*** Records for processing Section Begins ***

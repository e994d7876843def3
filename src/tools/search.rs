//! Unified search dispatcher.
//!
//! One entrypoint fans out to code (FTS), symbol, api, and repo queries.
//! `search_type=auto` infers intent from the query shape: SQL keywords
//! force `code`, URL-like queries go to `api`, identifier-like queries go
//! to `symbol`, everything else is `code`. Auto-routed symbol/api queries
//! that come back empty fall back to code search.

use super::{error_response, opt_int, parse_args, ToolContext};
use crate::engine::{SearchOptions, TotalMode};
use crate::error::{ToolCode, ToolError};
use crate::pack::{enc_id, enc_text, pack_header, pack_line, pack_truncated, ToolResponse};
use crate::types::SymbolKind;
use regex::Regex;
use schemars::JsonSchema;
use serde::Deserialize;
use serde_json::{json, Value};
use std::str::FromStr;

const TOOL: &str = "search";
const SEARCH_TYPES: [&str; 5] = ["code", "symbol", "api", "repo", "auto"];

#[derive(Debug, Deserialize, JsonSchema)]
#[serde(deny_unknown_fields)]
pub struct SearchArgs {
    /// Search query text.
    pub query: String,
    /// One of: code, symbol, api, repo, auto (default: code).
    #[serde(default)]
    pub search_type: Option<String>,
    /// Restrict to one repo label.
    #[serde(default)]
    pub repo: Option<String>,
    /// Maximum results, 1-100 (default: 20).
    #[serde(default, deserialize_with = "opt_int")]
    #[schemars(with = "Option<i64>")]
    pub limit: Option<i64>,
    /// Pagination offset.
    #[serde(default, deserialize_with = "opt_int")]
    #[schemars(with = "Option<i64>")]
    pub offset: Option<i64>,
    /// Glob filter on result paths.
    #[serde(default)]
    pub path_pattern: Option<String>,
    /// Restrict to these file extensions.
    #[serde(default)]
    pub file_types: Option<Vec<String>>,
    /// Globs excluded from results.
    #[serde(default)]
    pub exclude_patterns: Option<Vec<String>>,
    /// Treat the query as a regex (code mode).
    #[serde(default)]
    pub use_regex: Option<bool>,
    /// Case-sensitive matching (regex mode).
    #[serde(default)]
    pub case_sensitive: Option<bool>,
    /// Boost recently modified files.
    #[serde(default)]
    pub recency_boost: Option<bool>,
    /// Total counting: exact or approx.
    #[serde(default)]
    pub total_mode: Option<String>,
    /// Snippet window height, 1-20 (default: 3).
    #[serde(default, deserialize_with = "opt_int")]
    #[schemars(with = "Option<i64>")]
    pub snippet_lines: Option<i64>,

    // symbol-mode parameters
    /// Symbol kinds filter (symbol search only).
    #[serde(default)]
    pub kinds: Option<Vec<String>>,
    /// Name matching: exact, prefix, contains (symbol search only).
    #[serde(default)]
    pub match_mode: Option<String>,
    /// Match qualnames too (symbol search only).
    #[serde(default)]
    pub include_qualname: Option<bool>,

    // api-mode parameters
    /// HTTP method filter (api search only).
    #[serde(default)]
    pub method: Option<String>,
    /// Framework hint (api search only).
    #[serde(default)]
    pub framework_hint: Option<String>,

    /// Session identity for stabilization metrics.
    #[serde(default)]
    pub session_id: Option<String>,
    #[serde(default)]
    pub connection_id: Option<String>,
}

/// Decides the effective search type for `auto` queries.
#[must_use]
pub fn infer_search_type(query: &str) -> &'static str {
    let trimmed = query.trim();
    let lower = trimmed.to_lowercase();

    // SQL keywords force code search, even when the query also contains
    // URL-ish or identifier-ish tokens.
    const SQL_KEYWORDS: [&str; 8] = [
        "select ", "insert ", "update ", "delete from", "create table", "alter table", "join ",
        "group by",
    ];
    if SQL_KEYWORDS.iter().any(|kw| lower.contains(kw)) {
        return "code";
    }

    // URL-like wins over identifier-like for mixed queries.
    let url_like = Regex::new(r"(?i)^(?:(?:GET|POST|PUT|DELETE|PATCH)\s+)?/[\w\-/{}:.]*$")
        .expect("static regex");
    if url_like.is_match(trimmed) || lower.starts_with("http://") || lower.starts_with("https://") {
        return "api";
    }

    let identifier_like = Regex::new(r"^[A-Za-z_][A-Za-z0-9_]*(?:(?:::|\.)[A-Za-z_][A-Za-z0-9_]*)*$")
        .expect("static regex");
    if identifier_like.is_match(trimmed) && !trimmed.contains(' ') {
        return "symbol";
    }
    "code"
}

fn validate(args: &SearchArgs, search_type: &str) -> Result<(), ToolError> {
    if args.query.trim().is_empty() {
        return Err(ToolError::invalid_args("query must not be empty"));
    }
    if !SEARCH_TYPES.contains(&search_type) {
        return Err(ToolError::invalid_args(format!(
            "Invalid search_type: '{search_type}'. Must be one of {SEARCH_TYPES:?}"
        )));
    }
    if let Some(limit) = args.limit {
        if !(1..=100).contains(&limit) {
            return Err(ToolError::invalid_args("limit must be in [1,100]"));
        }
    }
    if let Some(lines) = args.snippet_lines {
        if !(1..=20).contains(&lines) {
            return Err(ToolError::invalid_args("snippet_lines must be in [1,20]"));
        }
    }
    if let Some(mode) = &args.total_mode {
        if mode != "exact" && mode != "approx" {
            return Err(ToolError::invalid_args(
                "total_mode must be 'exact' or 'approx'",
            ));
        }
    }
    // Mode-scoped parameters are rejected outside their mode.
    if search_type != "symbol" && search_type != "auto" {
        for (present, name) in [
            (args.kinds.is_some(), "kinds"),
            (args.match_mode.is_some(), "match_mode"),
            (args.include_qualname.is_some(), "include_qualname"),
        ] {
            if present {
                return Err(ToolError::invalid_args(format!(
                    "'{name}' is only valid for search_type='symbol'"
                )));
            }
        }
    }
    if search_type != "api" && search_type != "auto" {
        for (present, name) in [
            (args.method.is_some(), "method"),
            (args.framework_hint.is_some(), "framework_hint"),
        ] {
            if present {
                return Err(ToolError::invalid_args(format!(
                    "'{name}' is only valid for search_type='api'"
                )));
            }
        }
    }
    Ok(())
}

/// One normalized result record shared by every search type.
struct Match {
    rtype: &'static str,
    path: String,
    identity: String,
    line: u32,
    qualname: Option<String>,
    snippet: Option<String>,
    extra: Value,
}

pub fn execute_search(ctx: &ToolContext, raw_args: &Value) -> ToolResponse {
    let args: SearchArgs = match parse_args(raw_args) {
        Ok(a) => a,
        Err(e) => return error_response(ctx, TOOL, e),
    };
    let requested = args
        .search_type
        .as_deref()
        .unwrap_or("code")
        .to_lowercase();
    if let Err(e) = validate(&args, &requested) {
        return error_response(ctx, TOOL, e);
    }
    if !ctx.indexer.status().index_ready && ctx.store.file_count(None).unwrap_or(0) == 0 {
        let err = ToolError::new(
            ToolCode::NotIndexed,
            "Index is empty. Run scan_once first, then retry the search.",
        )
        .with_next_call(json!({"tool": "scan_once", "arguments": {}}));
        return error_response(ctx, TOOL, err);
    }

    let limit = args.limit.unwrap_or(20) as usize;
    let mut resolved: &'static str = match requested.as_str() {
        "auto" => infer_search_type(&args.query),
        "symbol" => "symbol",
        "api" => "api",
        "repo" => "repo",
        _ => "code",
    };
    let mut fallback_used = false;

    let mut result = run_search(ctx, &args, resolved, limit);
    if requested == "auto" && resolved != "code" {
        let empty = matches!(&result, Ok((matches, _, _)) if matches.is_empty());
        if result.is_err() || empty {
            fallback_used = true;
            resolved = "code";
            result = run_search(ctx, &args, "code", limit);
        }
    }

    let (matches, total, total_mode) = match result {
        Ok(out) => out,
        Err(e) => return error_response(ctx, TOOL, e),
    };

    build_response(ctx, raw_args, &args, resolved, requested == "auto", fallback_used, matches, total, &total_mode, limit)
}

fn run_search(
    ctx: &ToolContext,
    args: &SearchArgs,
    search_type: &str,
    limit: usize,
) -> Result<(Vec<Match>, usize, String), ToolError> {
    let exact = |matches: Vec<Match>| {
        let total = matches.len();
        (matches, total, "exact".to_string())
    };
    match search_type {
        "symbol" => symbol_search(ctx, args, limit).map(exact),
        "api" => api_search(ctx, args, limit).map(exact),
        "repo" => repo_search(ctx, args, limit).map(exact),
        _ => code_search(ctx, args, limit),
    }
}
/// Result of extracting one file.
#[derive(Debug, Clone)]
pub enum ExtractOutcome {
    Unchanged { db_path: String },
    Changed(Box<FilePayload>),
    Failed {
        db_path: String,
        repo: String,
        error: String,
    },
    /// The file disappeared between stat and read; not a failure.
    Missing,
}

/// Deterministic file extractor shared by the indexer workers.
pub struct Extractor {
    settings: Settings,
    tokenizer: Arc<dyn Tokenizer>,
    redactor: Redactor,
}

impl Extractor {
    #[must_use]
    pub fn new(settings: Settings) -> Self {
        Self {
            settings,
            tokenizer: Arc::new(CjkTokenizer),
            redactor: Redactor::new(),
        }
    }

    #[must_use]
    pub fn with_tokenizer(settings: Settings, tokenizer: Arc<dyn Tokenizer>) -> Self {
        Self {
            settings,
            tokenizer,
            redactor: Redactor::new(),
        }
    }

    #[must_use]
    pub fn tokenizer(&self) -> Arc<dyn Tokenizer> {
        Arc::clone(&self.tokenizer)
    }

    /// Processes one file into an outcome. Never panics, never errors out.
    #[must_use]
    pub fn process_file(
        &self,
        root: &Path,
        path: &Path,
        mtime: i64,
        size: i64,
        scan_ts: i64,
        prev: Option<&FileDelta>,
        force: bool,
    ) -> ExtractOutcome {
        let root = workspace::normalize_root(root);
        let root_id = workspace::root_id(&root);
        let Ok(rel) = path.strip_prefix(&root) else {
            return ExtractOutcome::Failed {
                db_path: path.to_string_lossy().into_owned(),
                repo: "unknown".into(),
                error: "path escapes root".into(),
            };
        };
        let db_path = workspace::encode_db_path(&root_id, rel);
        let repo = workspace::repo_label(&root, rel);
        let rel_path = rel.to_string_lossy().replace('\\', "/");

        if !force {
            if let Some(prev) = prev {
                if prev.mtime == mtime && prev.size == size {
                    return ExtractOutcome::Unchanged { db_path };
                }
            }
        }

        if size as u64 > self.settings.max_parse_bytes {
            return ExtractOutcome::Changed(Box::new(self.skip_payload(
                db_path, root_id, repo, rel_path, mtime, size, scan_ts, "too_large", false,
            )));
        }

        let raw = match std::fs::read(path) {
            Ok(bytes) => bytes,
            Err(e) if e.kind() == std::io::ErrorKind::NotFound => return ExtractOutcome::Missing,
            Err(e) => {
                return ExtractOutcome::Failed {
                    db_path,
                    repo,
                    error: e.to_string(),
                }
            }
        };
        let content = String::from_utf8_lossy(&raw).into_owned();
        if content.is_empty() {
            return ExtractOutcome::Changed(Box::new(self.skip_payload(
                db_path, root_id, repo, rel_path, mtime, size, scan_ts, "empty", false,
            )));
        }
        if normalize::printable_ratio(&content) < normalize::PRINTABLE_THRESHOLD {
            return ExtractOutcome::Changed(Box::new(self.skip_payload(
                db_path, root_id, repo, rel_path, mtime, size, scan_ts, "binary", true,
            )));
        }

        let content_hash = compute_hash(&content);
        if !force {
            if let Some(prev) = prev {
                if prev.content_hash == content_hash {
                    return ExtractOutcome::Unchanged { db_path };
                }
            }
        }

        let content = if self.settings.redact_enabled {
            self.redactor.redact(&content)
        } else {
            content
        };
        let is_minified = normalize::is_minified(&rel_path, &content);

        let normalized;
        let fts_content = if is_minified {
            normalized = String::new();
            content.chars().take(1024).collect()
        } else {
            normalized = self.tokenizer.normalize(&content);
            truncate_bytes(&normalized, self.settings.fts_max_bytes)
        };

        let importance = importance_of(&rel_path);
        let mut symbols = Vec::new();
        let mut relations = Vec::new();
        let mut ast_status = ParseStatus::Skipped;
        let mut ast_reason = if is_minified { "minified" } else { "none" }.to_string();

        let lang = Lang::from_rel_path(&rel_path);
        if !is_minified && size as u64 <= self.settings.max_ast_bytes {
            if let Some(lang) = lang {
                let (fb_symbols, fb_relations) =
                    fallback::extract_symbols(lang, &db_path, &root_id, &content, importance);
                if ast::supports(lang) {
                    match ast::extract(&db_path, &root_id, lang, &content, importance) {
                        Some((ast_symbols, ast_relations)) => {
                            ast_status = ParseStatus::Ok;
                            ast_reason = "none".into();
                            symbols = merge_symbols(ast_symbols, fb_symbols);
                            relations = merge_relations(ast_relations, fb_relations);
                        }
                        None => {
                            ast_status = ParseStatus::Failed;
                            ast_reason = "parse_error".into();
                            symbols = fb_symbols;
                            relations = fb_relations;
                        }
                    }
                } else {
                    symbols = fb_symbols;
                    relations = fb_relations;
                }
            }
        }

        let (stored_content, metadata_json) = if self.settings.store_content {
            if self.settings.compress_content {
                let compressed = compress_content(&content);
                let meta = format!(
                    "{{\"compressed\":\"zlib\",\"orig_bytes\":{}}}",
                    content.len()
                );
                (compressed, meta)
            } else {
                (content.clone().into_bytes(), "{}".to_string())
            }
        } else {
            (Vec::new(), "{}".to_string())
        };

        let body = if normalized.is_empty() {
            &content
        } else {
            &normalized
        };
        let engine_doc = Some(EngineDoc {
            id: db_path.clone(),
            repo: repo.clone(),
            rel_path: rel_path.clone(),
            root_id: root_id.clone(),
            body_text: truncate_bytes(body, ENGINE_DOC_MAX_BYTES),
            mtime,
            size,
        });

        ExtractOutcome::Changed(Box::new(FilePayload {
            db_path,
            root_id,
            repo,
            rel_path,
            mtime,
            size,
            stored_content,
            content_hash,
            fts_content,
            metadata_json,
            symbols,
            relations,
            parse_status: ParseStatus::Ok,
            parse_reason: "none".into(),
            ast_status,
            ast_reason,
            is_binary: false,
            is_minified,
            scan_ts,
            importance,
            engine_doc,
        }))
    }

    #[allow(clippy::too_many_arguments)]
    fn skip_payload(
        &self,
        db_path: String,
        root_id: RootId,
        repo: String,
        rel_path: String,
        mtime: i64,
        size: i64,
        scan_ts: i64,
        reason: &str,
        is_binary: bool,
    ) -> FilePayload {
        FilePayload {
            db_path,
            root_id,
            repo,
            rel_path,
            mtime,
            size,
            stored_content: Vec::new(),
            content_hash: String::new(),
            fts_content: String::new(),
            metadata_json: "{}".into(),
            symbols: Vec::new(),
            relations: Vec::new(),
            parse_status: ParseStatus::Skipped,
            parse_reason: reason.into(),
            ast_status: ParseStatus::Skipped,
            ast_reason: reason.into(),
            is_binary,
            is_minified: false,
            scan_ts,
            importance: 0.0,
            engine_doc: None,
        }
    }
}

*** Records for processing Section Ends ***

* [Task to complete]
Your task is to quote the lines above, beginning with the first and ending with the one that holds "one repo label.".

* [Result for this task]
repository e994d7876843def3
filename src/tools/search.rs
//! Unified search dispatcher.
//!
//! One entrypoint fans out to code (FTS), symbol, api, and repo queries.
//! `search_type=auto` infers intent from the query shape: SQL keywords
//! force `code`, URL-like queries go to `api`, identifier-like queries go
//! to `symbol`, everything else is `code`. Auto-routed symbol/api queries
//! that come back empty fall back to code search.

use super::{error_response, opt_int, parse_args, ToolContext};
use crate::engine::{SearchOptions, TotalMode};
use crate::error::{ToolCode, ToolError};
use crate::pack::{enc_id, enc_text, pack_header, pack_line, pack_truncated, ToolResponse};
use crate::types::SymbolKind;
use regex::Regex;
use schemars::JsonSchema;
use serde::Deserialize;
use serde_json::{json, Value};
use std::str::FromStr;

const TOOL: &str = "search";
const SEARCH_TYPES: [&str; 5] = ["code", "symbol", "api", "repo", "auto"];

#[derive(Debug, Deserialize, JsonSchema)]
#[serde(deny_unknown_fields)]
pub struct SearchArgs {
    /// Search query text.
    pub query: String,
    /// One of: code, symbol, api, repo, auto (default: code).
    #[serde(default)]
    pub search_type: Option<String>,
    /// Restrict to one repo label.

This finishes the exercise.